Annie now looked at it with that irresolution of hers, and Lyra commanded: “Get right in. We'll go down to the Works. You've never met my husband yet; have you, Annie?”

“No, I haven't, Lyra. I've always just missed him somehow. He seems to have been perpetually just gone to town, or not got back.”

“Well, he's really at home now. And I don't mean at the house, which isn't home to him, but the Works. You've never seen the Works either, have you?”

“No, I haven't.”

“Well, then, we'll just go round there, and kill two birds with one stone. I ought to show off my new phaeton to Mr. Wilmington first of all; he gave it to me. It would be kind of conjugal, or filial, or something. You know Mr. Wilmington and I are not exactly contemporaries, Annie?”

“I heard he was somewhat your senior,” said Annie reluctantly.

Lyra laughed. “Well, I always say we were born in the same century, anyway.”

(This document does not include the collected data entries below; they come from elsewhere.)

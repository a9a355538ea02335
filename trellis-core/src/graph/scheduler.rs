//! Effect Queue
//!
//! The queue determines when and in which order scheduled effects run.
//!
//! # Algorithm
//!
//! 1. A push that reaches an effect appends it here (once: the node's
//!    `scheduled` flag deduplicates).
//! 2. While a batch is open, nothing drains. Staleness still propagates so
//!    reads inside the batch see consistent values.
//! 3. When the outermost batch closes, or after a write outside any batch,
//!    the queue drains front to back. Effects enqueued by effects that are
//!    running join the back of the same drain rather than starting a nested
//!    one.

use std::collections::VecDeque;

use super::node::NodeId;

/// FIFO of scheduled effects plus the batch and drain bookkeeping.
#[derive(Debug, Default)]
pub struct EffectQueue {
    queue: VecDeque<NodeId>,
    batch_depth: usize,
    flushing: bool,
}

impl EffectQueue {
    /// Create a new empty queue.
    pub fn new() -> Self {
        Self::default()
    }

    /// Append an effect. Deduplication is the caller's job.
    pub fn push(&mut self, effect: NodeId) {
        self.queue.push_back(effect);
    }

    /// Take the effect scheduled earliest.
    pub fn pop(&mut self) -> Option<NodeId> {
        self.queue.pop_front()
    }

    /// Drop every queued entry, returning them in scheduling order.
    pub fn clear(&mut self) -> Vec<NodeId> {
        self.queue.drain(..).collect()
    }

    /// Check whether `effect` is waiting in the queue.
    pub fn contains(&self, effect: NodeId) -> bool {
        self.queue.contains(&effect)
    }

    /// Get the number of queued entries.
    pub fn len(&self) -> usize {
        self.queue.len()
    }

    /// Check whether nothing is queued.
    pub fn is_empty(&self) -> bool {
        self.queue.is_empty()
    }

    /// Open a (possibly nested) batch.
    pub fn enter_batch(&mut self) {
        self.batch_depth += 1;
    }

    /// Close a batch. Returns `true` when this closed the outermost one.
    pub fn exit_batch(&mut self) -> bool {
        debug_assert!(self.batch_depth > 0, "batch exit without matching enter");
        self.batch_depth = self.batch_depth.saturating_sub(1);
        self.batch_depth == 0
    }

    /// Get the current batch nesting depth.
    pub fn batch_depth(&self) -> usize {
        self.batch_depth
    }

    /// Check whether a drain may start now.
    pub fn can_flush(&self) -> bool {
        self.batch_depth == 0 && !self.flushing
    }

    pub(crate) fn set_flushing(&mut self, flushing: bool) {
        self.flushing = flushing;
    }
}
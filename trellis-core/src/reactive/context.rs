//! Reactive Context
//!
//! The reactive context tracks which computation is currently running.
//! This enables automatic dependency tracking: when a signal or memo is read,
//! the engine links it to the consumer on top of the stack.
//!
//! # Implementation
//!
//! The stack lives inside the thread's runtime. Running a memo or effect
//! pushes a frame holding the consumer and an edge cursor: the last
//! dependency edge confirmed during this pass. Reads advance the cursor, so
//! when the computation returns, everything past it is a dependency that
//! was not read this time.
//!
//! Nested contexts (a memo that reads another memo) simply stack.
//!
//! A second stack records which memos are being brought up to date. It is
//! only consulted to describe a cycle when one is found.

use smallvec::SmallVec;

use super::runtime::Runtime;
use crate::graph::{EdgeId, NodeId};

/// What kind of computation pushed a frame.
#[derive(Debug, Clone, Copy, PartialEq, Eq)]
pub(crate) enum FrameKind {
    Memo,
    Effect,
    /// Reads are not tracked while this frame is on top.
    Untracked,
}

/// One entry of the reactive context stack.
#[derive(Debug, Clone, Copy, PartialEq, Eq)]
pub(crate) struct Frame {
    pub(crate) kind: FrameKind,
    pub(crate) consumer: Option<NodeId>,
    pub(crate) cursor: Option<EdgeId>,
    pub(crate) epoch: u64,
}

impl Frame {
    pub(crate) fn tracking(kind: FrameKind, consumer: NodeId, epoch: u64) -> Self {
        Self {
            kind,
            consumer: Some(consumer),
            cursor: None,
            epoch,
        }
    }

    pub(crate) fn untracked() -> Self {
        Self {
            kind: FrameKind::Untracked,
            consumer: None,
            cursor: None,
            epoch: 0,
        }
    }
}

/// The reactive context stack of one runtime.
#[derive(Debug, Default)]
pub(crate) struct ContextStack {
    frames: SmallVec<[Frame; 8]>,
    updating: SmallVec<[NodeId; 16]>,
}

impl ContextStack {
    pub(crate) fn push(&mut self, frame: Frame) {
        self.frames.push(frame);
    }

    pub(crate) fn pop(&mut self) -> Option<Frame> {
        self.frames.pop()
    }

    pub(crate) fn current(&self) -> Option<&Frame> {
        self.frames.last()
    }

    pub(crate) fn current_mut(&mut self) -> Option<&mut Frame> {
        self.frames.last_mut()
    }

    /// The consumer reads should be linked to, if any.
    pub(crate) fn current_consumer(&self) -> Option<NodeId> {
        self.current().and_then(|frame| frame.consumer)
    }

    /// The innermost memo being computed anywhere on the stack.
    pub(crate) fn computing_memo(&self) -> Option<NodeId> {
        self.frames
            .iter()
            .rev()
            .find(|frame| frame.kind == FrameKind::Memo)
            .and_then(|frame| frame.consumer)
    }

    /// Whether a memo or effect body is somewhere on the stack.
    pub(crate) fn inside_computation(&self) -> bool {
        self.frames.iter().any(|frame| frame.kind != FrameKind::Untracked)
    }

    /// Keep cursors valid when `edge` is about to be unlinked.
    pub(crate) fn forget_edge(&mut self, edge: EdgeId, replacement: Option<EdgeId>) {
        for frame in self.frames.iter_mut() {
            if frame.cursor == Some(edge) {
                frame.cursor = replacement;
            }
        }
    }

    pub(crate) fn enter_update(&mut self, node: NodeId) {
        self.updating.push(node);
    }

    pub(crate) fn exit_update(&mut self, node: NodeId) {
        if let Some(position) = self.updating.iter().rposition(|n| *n == node) {
            self.updating.remove(position);
        }
    }

    /// Memos currently being updated, from the outermost to `node`.
    pub(crate) fn update_path_from(&self, node: NodeId) -> &[NodeId] {
        let start = self
            .updating
            .iter()
            .position(|n| *n == node)
            .unwrap_or(self.updating.len());
        &self.updating[start..]
    }
}

/// Guard that pops a frame when dropped.
///
/// This ensures the context stack is properly maintained even if
/// the computation panics.
pub(crate) struct FrameGuard<'rt> {
    runtime: &'rt Runtime,
    active: bool,
}

impl<'rt> FrameGuard<'rt> {
    pub(crate) fn enter(runtime: &'rt Runtime, frame: Frame) -> Self {
        runtime.state().context.push(frame);
        Self {
            runtime,
            active: true,
        }
    }

    /// Pop the frame and hand back its final cursor.
    pub(crate) fn finish(mut self) -> Frame {
        self.active = false;
        self.runtime
            .state()
            .context
            .pop()
            .expect("reactive context stack underflow")
    }
}

impl Drop for FrameGuard<'_> {
    fn drop(&mut self) {
        if !self.active {
            return;
        }
        if let Some(mut state) = self.runtime.try_state() {
            state.context.pop();
        }
    }
}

They came round into the region of the shops, and Lyra checked her pony in front of her husband's factory. It was not imposingly large, but, as Mrs. Wilmington caused Annie to observe, it was as big as the hat shops and as ugly as the shoe shops.

The structure trembled with the operation of its industry, and as they mounted the wooden steps to the open outside door, an inner door swung ajar for a moment, and let out a roar mingled of the hum and whirl and clash of machinery and fragments of voice, borne to them on a whiff of warm, greasy air. “Of course it doesn't smell very nice,” said Lyra.

She pushed open the door of the office, and finding its first apartment empty, led the way with Annie to the inner room, where her husband sat writing at a table.